§ Records for processing
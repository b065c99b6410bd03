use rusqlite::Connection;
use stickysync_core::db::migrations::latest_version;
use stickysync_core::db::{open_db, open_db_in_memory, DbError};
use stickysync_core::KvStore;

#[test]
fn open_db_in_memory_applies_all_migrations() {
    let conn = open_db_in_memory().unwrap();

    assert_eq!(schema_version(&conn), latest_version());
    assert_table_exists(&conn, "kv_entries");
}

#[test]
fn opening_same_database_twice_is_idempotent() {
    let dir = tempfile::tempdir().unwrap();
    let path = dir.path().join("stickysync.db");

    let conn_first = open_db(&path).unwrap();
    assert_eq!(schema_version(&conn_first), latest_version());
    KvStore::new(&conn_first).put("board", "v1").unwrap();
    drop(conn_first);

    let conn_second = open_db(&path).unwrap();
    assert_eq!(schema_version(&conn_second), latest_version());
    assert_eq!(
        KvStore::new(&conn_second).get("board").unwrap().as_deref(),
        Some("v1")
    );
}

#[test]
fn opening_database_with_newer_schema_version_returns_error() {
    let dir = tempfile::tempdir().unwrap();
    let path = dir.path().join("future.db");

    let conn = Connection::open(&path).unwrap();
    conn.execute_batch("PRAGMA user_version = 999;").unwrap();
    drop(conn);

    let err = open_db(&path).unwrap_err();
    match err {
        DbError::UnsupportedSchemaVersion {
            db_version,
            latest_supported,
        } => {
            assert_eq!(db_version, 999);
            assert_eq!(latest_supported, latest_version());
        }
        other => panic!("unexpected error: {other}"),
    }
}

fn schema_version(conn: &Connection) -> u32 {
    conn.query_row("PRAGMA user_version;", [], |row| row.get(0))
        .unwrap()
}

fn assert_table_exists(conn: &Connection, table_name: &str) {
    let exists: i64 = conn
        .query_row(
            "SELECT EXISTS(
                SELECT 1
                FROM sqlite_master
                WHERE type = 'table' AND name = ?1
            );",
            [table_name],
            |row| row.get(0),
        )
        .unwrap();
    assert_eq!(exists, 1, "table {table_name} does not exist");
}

---

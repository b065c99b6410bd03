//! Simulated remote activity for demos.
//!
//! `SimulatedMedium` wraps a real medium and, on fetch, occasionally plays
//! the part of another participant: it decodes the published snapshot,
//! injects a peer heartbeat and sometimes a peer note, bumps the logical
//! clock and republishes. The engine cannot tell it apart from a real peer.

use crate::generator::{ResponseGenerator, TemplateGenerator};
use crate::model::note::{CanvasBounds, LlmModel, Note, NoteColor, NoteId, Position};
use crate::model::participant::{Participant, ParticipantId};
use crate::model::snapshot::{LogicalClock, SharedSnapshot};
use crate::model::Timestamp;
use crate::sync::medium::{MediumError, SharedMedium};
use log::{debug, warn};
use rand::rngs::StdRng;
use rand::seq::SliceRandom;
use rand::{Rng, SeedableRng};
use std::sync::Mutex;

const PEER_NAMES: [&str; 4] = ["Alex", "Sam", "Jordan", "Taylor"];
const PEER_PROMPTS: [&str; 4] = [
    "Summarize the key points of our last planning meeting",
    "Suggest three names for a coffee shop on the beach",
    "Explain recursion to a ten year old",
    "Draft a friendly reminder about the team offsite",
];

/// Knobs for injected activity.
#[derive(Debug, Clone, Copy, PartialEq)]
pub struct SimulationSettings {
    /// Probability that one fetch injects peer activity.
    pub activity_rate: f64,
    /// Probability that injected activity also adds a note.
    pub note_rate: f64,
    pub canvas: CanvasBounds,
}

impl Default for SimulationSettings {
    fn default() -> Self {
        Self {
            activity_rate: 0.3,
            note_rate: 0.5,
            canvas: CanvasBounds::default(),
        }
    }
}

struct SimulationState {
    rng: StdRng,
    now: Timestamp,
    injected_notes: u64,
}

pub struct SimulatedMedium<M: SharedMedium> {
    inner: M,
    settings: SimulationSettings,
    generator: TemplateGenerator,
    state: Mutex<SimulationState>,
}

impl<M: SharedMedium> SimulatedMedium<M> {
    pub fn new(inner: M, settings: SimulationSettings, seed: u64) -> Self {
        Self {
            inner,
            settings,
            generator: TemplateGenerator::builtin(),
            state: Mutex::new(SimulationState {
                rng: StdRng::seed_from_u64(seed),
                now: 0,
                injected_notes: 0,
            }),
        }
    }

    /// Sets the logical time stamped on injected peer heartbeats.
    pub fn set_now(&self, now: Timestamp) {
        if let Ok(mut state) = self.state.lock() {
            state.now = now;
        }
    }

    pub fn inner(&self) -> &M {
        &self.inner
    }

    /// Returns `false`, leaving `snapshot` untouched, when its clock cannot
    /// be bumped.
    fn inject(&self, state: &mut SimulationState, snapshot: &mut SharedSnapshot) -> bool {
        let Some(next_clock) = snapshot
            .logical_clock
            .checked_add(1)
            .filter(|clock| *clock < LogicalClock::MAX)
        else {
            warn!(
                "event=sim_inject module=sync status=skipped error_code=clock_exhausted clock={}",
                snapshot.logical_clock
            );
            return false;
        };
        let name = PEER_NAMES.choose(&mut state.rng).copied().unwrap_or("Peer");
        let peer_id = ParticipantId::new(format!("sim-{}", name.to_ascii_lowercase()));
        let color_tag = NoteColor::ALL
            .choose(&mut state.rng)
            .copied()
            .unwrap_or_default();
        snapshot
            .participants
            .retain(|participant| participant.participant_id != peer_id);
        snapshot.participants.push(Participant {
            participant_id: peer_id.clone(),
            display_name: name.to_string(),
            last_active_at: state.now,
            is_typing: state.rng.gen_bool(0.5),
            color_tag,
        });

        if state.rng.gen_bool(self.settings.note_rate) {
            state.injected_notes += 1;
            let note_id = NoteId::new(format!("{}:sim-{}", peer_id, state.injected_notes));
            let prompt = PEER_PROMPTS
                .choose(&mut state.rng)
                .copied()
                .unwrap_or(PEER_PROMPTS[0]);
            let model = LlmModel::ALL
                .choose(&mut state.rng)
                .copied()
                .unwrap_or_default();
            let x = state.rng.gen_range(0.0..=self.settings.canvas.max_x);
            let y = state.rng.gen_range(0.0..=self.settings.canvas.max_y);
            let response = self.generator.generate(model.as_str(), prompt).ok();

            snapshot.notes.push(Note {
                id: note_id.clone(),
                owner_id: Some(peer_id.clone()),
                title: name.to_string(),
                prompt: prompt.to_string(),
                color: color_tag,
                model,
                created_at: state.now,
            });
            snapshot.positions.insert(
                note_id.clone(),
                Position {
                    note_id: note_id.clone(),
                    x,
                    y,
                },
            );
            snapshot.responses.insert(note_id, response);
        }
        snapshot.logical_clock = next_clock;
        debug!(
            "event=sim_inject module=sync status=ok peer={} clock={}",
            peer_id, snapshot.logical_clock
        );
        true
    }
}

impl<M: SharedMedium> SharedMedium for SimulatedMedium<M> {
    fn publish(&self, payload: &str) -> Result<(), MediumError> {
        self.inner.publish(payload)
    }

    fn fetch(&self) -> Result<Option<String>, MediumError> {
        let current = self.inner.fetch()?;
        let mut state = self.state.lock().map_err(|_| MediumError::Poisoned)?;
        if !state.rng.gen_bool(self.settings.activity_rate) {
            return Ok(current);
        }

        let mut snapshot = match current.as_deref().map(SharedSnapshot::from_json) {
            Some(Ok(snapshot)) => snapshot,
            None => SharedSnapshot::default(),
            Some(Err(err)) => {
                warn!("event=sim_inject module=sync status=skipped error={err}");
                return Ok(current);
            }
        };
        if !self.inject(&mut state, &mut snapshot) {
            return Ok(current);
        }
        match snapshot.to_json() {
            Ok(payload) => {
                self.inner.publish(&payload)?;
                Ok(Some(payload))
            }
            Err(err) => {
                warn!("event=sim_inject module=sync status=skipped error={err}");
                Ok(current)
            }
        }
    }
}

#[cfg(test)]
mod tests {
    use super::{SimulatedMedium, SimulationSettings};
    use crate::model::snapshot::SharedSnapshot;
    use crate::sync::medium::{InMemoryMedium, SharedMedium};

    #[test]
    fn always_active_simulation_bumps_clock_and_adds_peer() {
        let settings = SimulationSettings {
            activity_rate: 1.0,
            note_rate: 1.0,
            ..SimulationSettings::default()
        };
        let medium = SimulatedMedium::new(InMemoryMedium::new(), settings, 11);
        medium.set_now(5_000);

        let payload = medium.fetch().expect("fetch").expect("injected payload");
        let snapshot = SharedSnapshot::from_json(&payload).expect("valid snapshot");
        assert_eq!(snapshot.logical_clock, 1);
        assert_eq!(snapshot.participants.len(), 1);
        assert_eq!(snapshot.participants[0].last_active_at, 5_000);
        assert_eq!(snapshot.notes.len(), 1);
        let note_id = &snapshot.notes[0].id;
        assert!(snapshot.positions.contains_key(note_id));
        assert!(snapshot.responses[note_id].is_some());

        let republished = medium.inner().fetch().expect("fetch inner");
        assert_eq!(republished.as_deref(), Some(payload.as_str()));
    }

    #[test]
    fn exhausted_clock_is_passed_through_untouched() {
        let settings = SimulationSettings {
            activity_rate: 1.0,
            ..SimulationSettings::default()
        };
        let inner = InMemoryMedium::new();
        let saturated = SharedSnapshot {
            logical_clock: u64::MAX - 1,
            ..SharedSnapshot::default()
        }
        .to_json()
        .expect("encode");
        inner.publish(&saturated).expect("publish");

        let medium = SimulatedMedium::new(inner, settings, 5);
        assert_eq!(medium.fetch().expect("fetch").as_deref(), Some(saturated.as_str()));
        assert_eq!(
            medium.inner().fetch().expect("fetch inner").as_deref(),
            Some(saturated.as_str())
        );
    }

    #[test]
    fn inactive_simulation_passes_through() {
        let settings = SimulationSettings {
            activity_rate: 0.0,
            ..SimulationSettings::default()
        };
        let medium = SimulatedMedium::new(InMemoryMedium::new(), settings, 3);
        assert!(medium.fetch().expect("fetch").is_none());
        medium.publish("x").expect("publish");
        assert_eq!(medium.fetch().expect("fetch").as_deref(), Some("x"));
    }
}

§ Required action
Copy out the lines of the records above in which the string "warn" appears.

§ Solved exercise
use log::{debug, warn};
            warn!(
                warn!("event=sim_inject module=sync status=skipped error={err}");
                warn!("event=sim_inject module=sync status=skipped error={err}");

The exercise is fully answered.